Glass-Steagall: Can it rise from the dead?
May 11, 2017
What could be more boring than a newspaper column about banking regulations? But wait! What if your family were crushed by the Great Depression of the 1930s? Or, more recently, devastated by the economic collapse of 2008 and 2009? Then, you might be interested in the history of the Glass-Steagall Act of 1933.
Prior to Glass-Steagall, commercial savings banks and insurance companies could take savings from depositors and invest those savings in the over-inflated stock market of the late 1920s. When the stock market crashed in 1929, the hard-earned savings of millions were wiped out as were the many commercial savings banks and the insurance companies who put the savings of millions of Americans at greedy risk.

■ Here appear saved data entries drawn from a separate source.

//! Engine configuration
//!
//! All knobs have defaults matching the hosted service's transport behaviour.
//! Values can be deserialized from a config document or overlaid from
//! `TANDEM_*` environment variables.

use serde::{Deserialize, Serialize};
use std::time::Duration;

use crate::prelude::*;

/// Reconnect, staleness and notification settings shared by every live component.
#[derive(Debug, Clone, PartialEq, Serialize, Deserialize)]
#[serde(default, rename_all = "camelCase")]
pub struct LiveConfig {
	/// Reconnect attempts before a key is marked permanently disconnected
	pub max_reconnect_attempts: u32,

	/// Delay before the first reconnect attempt
	pub base_backoff_ms: u64,

	/// Multiplier applied per attempt
	pub backoff_factor: f64,

	/// Upper bound for a single backoff delay
	pub max_backoff_ms: u64,

	/// A subscription untouched for longer than this is considered stale
	pub stale_threshold_ms: u64,

	/// Debounce window for repeated "became visible" signals
	pub visibility_debounce_ms: u64,

	/// Minimum time between two visibility-triggered global refreshes
	pub refresh_all_min_interval_ms: u64,

	/// How many subscriptions are sampled for staleness on a visibility signal
	pub stale_sample_size: usize,

	/// Capacity of broadcast channels carrying registry and supervisor events
	pub event_buffer: usize,
}

impl Default for LiveConfig {
	fn default() -> Self {
		Self {
			max_reconnect_attempts: 5,
			base_backoff_ms: 3000,
			backoff_factor: 1.5,
			max_backoff_ms: 10_000,
			stale_threshold_ms: 120_000,
			visibility_debounce_ms: 500,
			refresh_all_min_interval_ms: 30_000,
			stale_sample_size: 3,
			event_buffer: 128,
		}
	}
}

impl LiveConfig {
	pub fn with_max_reconnect_attempts(mut self, attempts: u32) -> Self {
		self.max_reconnect_attempts = attempts;
		self
	}

	pub fn with_base_backoff_ms(mut self, ms: u64) -> Self {
		self.base_backoff_ms = ms;
		self
	}

	pub fn with_backoff_factor(mut self, factor: f64) -> Self {
		self.backoff_factor = factor;
		self
	}

	pub fn with_max_backoff_ms(mut self, ms: u64) -> Self {
		self.max_backoff_ms = ms;
		self
	}

	pub fn with_stale_threshold_ms(mut self, ms: u64) -> Self {
		self.stale_threshold_ms = ms;
		self
	}

	pub fn with_visibility_debounce_ms(mut self, ms: u64) -> Self {
		self.visibility_debounce_ms = ms;
		self
	}

	/// Overlay `TANDEM_*` environment variables on top of `self`.
	///
	/// Recognized: `TANDEM_MAX_RECONNECT_ATTEMPTS`, `TANDEM_BASE_BACKOFF_MS`,
	/// `TANDEM_BACKOFF_FACTOR`, `TANDEM_MAX_BACKOFF_MS`, `TANDEM_STALE_THRESHOLD_MS`,
	/// `TANDEM_VISIBILITY_DEBOUNCE_MS`.
	pub fn merge_env(self) -> ClResult<Self> {
		self.merge_vars(|name| std::env::var(name).ok())
	}

	/// Defaults overlaid with the environment, validated.
	pub fn from_env() -> ClResult<Self> {
		let config = Self::default().merge_env()?;
		config.validate()?;
		Ok(config)
	}

	fn merge_vars<F>(mut self, var: F) -> ClResult<Self>
	where
		F: Fn(&str) -> Option<String>,
	{
		fn parse<T: std::str::FromStr>(name: &str, value: &str) -> ClResult<T> {
			value
				.trim()
				.parse()
				.map_err(|_| Error::ConfigError(format!("{} has invalid value '{}'", name, value)))
		}

		if let Some(v) = var("TANDEM_MAX_RECONNECT_ATTEMPTS") {
			self.max_reconnect_attempts = parse("TANDEM_MAX_RECONNECT_ATTEMPTS", &v)?;
		}
		if let Some(v) = var("TANDEM_BASE_BACKOFF_MS") {
			self.base_backoff_ms = parse("TANDEM_BASE_BACKOFF_MS", &v)?;
		}
		if let Some(v) = var("TANDEM_BACKOFF_FACTOR") {
			self.backoff_factor = parse("TANDEM_BACKOFF_FACTOR", &v)?;
		}
		if let Some(v) = var("TANDEM_MAX_BACKOFF_MS") {
			self.max_backoff_ms = parse("TANDEM_MAX_BACKOFF_MS", &v)?;
		}
		if let Some(v) = var("TANDEM_STALE_THRESHOLD_MS") {
			self.stale_threshold_ms = parse("TANDEM_STALE_THRESHOLD_MS", &v)?;
		}
		if let Some(v) = var("TANDEM_VISIBILITY_DEBOUNCE_MS") {
			self.visibility_debounce_ms = parse("TANDEM_VISIBILITY_DEBOUNCE_MS", &v)?;
		}
		Ok(self)
	}

	pub fn validate(&self) -> ClResult<()> {
		if !self.backoff_factor.is_finite() || self.backoff_factor < 1.0 {
			return Err(Error::ConfigError(format!(
				"backoffFactor must be >= 1.0, got {}",
				self.backoff_factor
			)));
		}
		if self.max_backoff_ms < self.base_backoff_ms {
			return Err(Error::ConfigError(format!(
				"maxBackoffMs ({}) is below baseBackoffMs ({})",
				self.max_backoff_ms, self.base_backoff_ms
			)));
		}
		if self.event_buffer == 0 {
			return Err(Error::ConfigError("eventBuffer must be non-zero".into()));
		}
		Ok(())
	}

	/// Backoff delay before reconnect attempt `attempt` (zero-based):
	/// `base * factor^attempt`, capped at `max_backoff_ms`.
	pub fn backoff_delay(&self, attempt: u32) -> Duration {
		let exp = i32::try_from(attempt).unwrap_or(i32::MAX);
		let raw = self.base_backoff_ms as f64 * self.backoff_factor.powi(exp);
		let capped = raw.min(self.max_backoff_ms as f64);
		Duration::from_millis(capped as u64)
	}

	pub fn stale_threshold(&self) -> Duration {
		Duration::from_millis(self.stale_threshold_ms)
	}

	pub fn visibility_debounce(&self) -> Duration {
		Duration::from_millis(self.visibility_debounce_ms)
	}

	pub fn refresh_all_min_interval(&self) -> Duration {
		Duration::from_millis(self.refresh_all_min_interval_ms)
	}
}


// vim: ts=4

President Roosevelt, to his credit, signed Glass-Steagall which divided banking into two categories: commercial banks that made loans to individuals and businesses and investment banks that were allowed to underwrite and trade complex financial instruments. From 1933 to 1999, Glass-Steagall was instrumental in averting further stock market crashes and economic busts.
But all that changed in 1999 when President Bill Clinton, with the help of a GOP-controlled Congress, repealed Glass-Steagall. That coupled with the administration's demand that banks confer home mortgages on unfortunates who could not pay bills, led to the sub-prime mortgage crisis of 2008 and 2009
In 1999, the effort to repeal Glass-Steagall was led by Republican U.S. Senator Phil Gramm who, after retiring in 2002, got a job with UBS-AG, a Swiss bank that converted from commercial banking into investment banking and then lost tons of money in the 2008 debacle. Citigroup lost $27.7 billion in 2008. AIG Insurance lost billions. Both Citigroup and AIG and other investment groups were bailed out by you and me.
Now, President Trump wants to restore Glass-Steagall and erect a "wall" between commercial savings banks and the risk-taking investment banks. He has the support of the Treasury Secretary and National Economic Council Director, both of whom are former bankers from Goldman Sachs Group, Inc.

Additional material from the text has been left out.